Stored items
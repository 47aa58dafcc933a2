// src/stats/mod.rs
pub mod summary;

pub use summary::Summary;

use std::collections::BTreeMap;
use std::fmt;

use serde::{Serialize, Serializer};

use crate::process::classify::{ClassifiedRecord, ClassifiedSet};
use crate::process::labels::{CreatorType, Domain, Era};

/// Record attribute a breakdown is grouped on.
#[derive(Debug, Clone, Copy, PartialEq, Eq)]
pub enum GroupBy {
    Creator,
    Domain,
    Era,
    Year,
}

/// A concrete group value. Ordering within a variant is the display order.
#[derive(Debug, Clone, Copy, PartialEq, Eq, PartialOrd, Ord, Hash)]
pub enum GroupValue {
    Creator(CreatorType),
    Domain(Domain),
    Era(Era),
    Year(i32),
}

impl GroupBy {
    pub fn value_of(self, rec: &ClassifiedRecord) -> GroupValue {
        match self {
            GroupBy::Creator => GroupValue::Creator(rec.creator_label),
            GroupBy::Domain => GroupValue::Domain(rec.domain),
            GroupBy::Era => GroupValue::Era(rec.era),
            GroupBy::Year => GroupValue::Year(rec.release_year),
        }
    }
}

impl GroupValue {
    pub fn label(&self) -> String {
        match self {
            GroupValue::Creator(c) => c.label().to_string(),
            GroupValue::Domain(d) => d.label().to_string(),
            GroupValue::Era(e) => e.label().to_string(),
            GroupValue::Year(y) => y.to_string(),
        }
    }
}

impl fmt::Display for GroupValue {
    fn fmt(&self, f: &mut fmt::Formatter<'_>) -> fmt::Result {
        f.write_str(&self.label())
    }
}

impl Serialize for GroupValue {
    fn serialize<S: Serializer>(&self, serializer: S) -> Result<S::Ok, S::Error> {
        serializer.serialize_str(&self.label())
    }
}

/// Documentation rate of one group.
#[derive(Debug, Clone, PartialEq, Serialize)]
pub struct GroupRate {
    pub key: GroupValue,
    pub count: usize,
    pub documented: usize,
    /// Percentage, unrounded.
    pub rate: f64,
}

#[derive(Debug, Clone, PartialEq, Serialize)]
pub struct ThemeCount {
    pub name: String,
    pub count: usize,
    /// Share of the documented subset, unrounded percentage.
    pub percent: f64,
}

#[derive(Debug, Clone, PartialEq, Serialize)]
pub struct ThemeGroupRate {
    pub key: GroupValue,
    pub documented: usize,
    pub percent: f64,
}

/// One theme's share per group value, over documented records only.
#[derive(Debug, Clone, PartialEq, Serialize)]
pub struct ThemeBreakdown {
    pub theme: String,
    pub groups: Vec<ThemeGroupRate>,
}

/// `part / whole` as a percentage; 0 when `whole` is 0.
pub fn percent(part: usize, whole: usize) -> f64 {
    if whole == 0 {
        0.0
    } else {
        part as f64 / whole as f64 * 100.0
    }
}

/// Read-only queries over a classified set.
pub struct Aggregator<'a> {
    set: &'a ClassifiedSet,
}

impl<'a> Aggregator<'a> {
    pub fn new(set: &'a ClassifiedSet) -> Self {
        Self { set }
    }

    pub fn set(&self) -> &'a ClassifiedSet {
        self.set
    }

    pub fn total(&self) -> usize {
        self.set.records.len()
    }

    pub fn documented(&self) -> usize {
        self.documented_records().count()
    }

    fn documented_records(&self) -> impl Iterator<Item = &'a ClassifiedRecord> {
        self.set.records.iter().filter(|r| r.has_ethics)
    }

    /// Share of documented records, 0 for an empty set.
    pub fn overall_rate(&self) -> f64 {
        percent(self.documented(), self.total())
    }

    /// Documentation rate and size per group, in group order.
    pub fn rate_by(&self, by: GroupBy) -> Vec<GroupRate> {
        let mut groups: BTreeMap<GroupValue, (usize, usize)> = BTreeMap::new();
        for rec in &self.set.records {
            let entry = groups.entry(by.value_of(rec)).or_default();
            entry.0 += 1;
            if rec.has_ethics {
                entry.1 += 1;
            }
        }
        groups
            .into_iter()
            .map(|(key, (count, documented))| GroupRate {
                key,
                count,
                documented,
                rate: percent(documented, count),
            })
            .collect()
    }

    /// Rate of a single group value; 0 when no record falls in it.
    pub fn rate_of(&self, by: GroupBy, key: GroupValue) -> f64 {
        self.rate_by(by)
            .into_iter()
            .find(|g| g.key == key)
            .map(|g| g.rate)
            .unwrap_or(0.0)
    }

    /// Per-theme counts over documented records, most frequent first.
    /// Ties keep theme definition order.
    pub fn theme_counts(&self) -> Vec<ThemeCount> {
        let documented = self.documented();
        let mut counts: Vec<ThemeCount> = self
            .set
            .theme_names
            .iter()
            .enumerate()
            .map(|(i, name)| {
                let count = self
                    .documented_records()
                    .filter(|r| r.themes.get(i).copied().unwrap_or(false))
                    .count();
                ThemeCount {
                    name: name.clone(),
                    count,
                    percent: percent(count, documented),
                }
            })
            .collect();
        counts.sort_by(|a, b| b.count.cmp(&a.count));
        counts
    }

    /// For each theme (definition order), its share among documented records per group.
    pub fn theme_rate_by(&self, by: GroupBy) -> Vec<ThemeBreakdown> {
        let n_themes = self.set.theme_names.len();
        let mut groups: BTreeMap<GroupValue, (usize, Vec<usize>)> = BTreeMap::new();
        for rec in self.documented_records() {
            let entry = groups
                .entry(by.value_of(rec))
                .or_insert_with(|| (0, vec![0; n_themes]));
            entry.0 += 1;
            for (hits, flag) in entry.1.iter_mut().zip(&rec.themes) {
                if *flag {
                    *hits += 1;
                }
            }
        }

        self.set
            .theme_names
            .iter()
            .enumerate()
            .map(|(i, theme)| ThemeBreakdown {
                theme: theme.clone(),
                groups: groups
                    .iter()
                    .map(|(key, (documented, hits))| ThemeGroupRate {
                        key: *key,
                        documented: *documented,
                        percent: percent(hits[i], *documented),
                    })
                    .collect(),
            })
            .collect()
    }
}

## EXERCISE INSTRUCTIONS
Take every line from the data that contains the word "ClassifiedSet".

## RESPONSE TO THE EXERCISE
use crate::process::classify::{ClassifiedRecord, ClassifiedSet};
    set: &'a ClassifiedSet,
    pub fn new(set: &'a ClassifiedSet) -> Self {
    pub fn set(&self) -> &'a ClassifiedSet {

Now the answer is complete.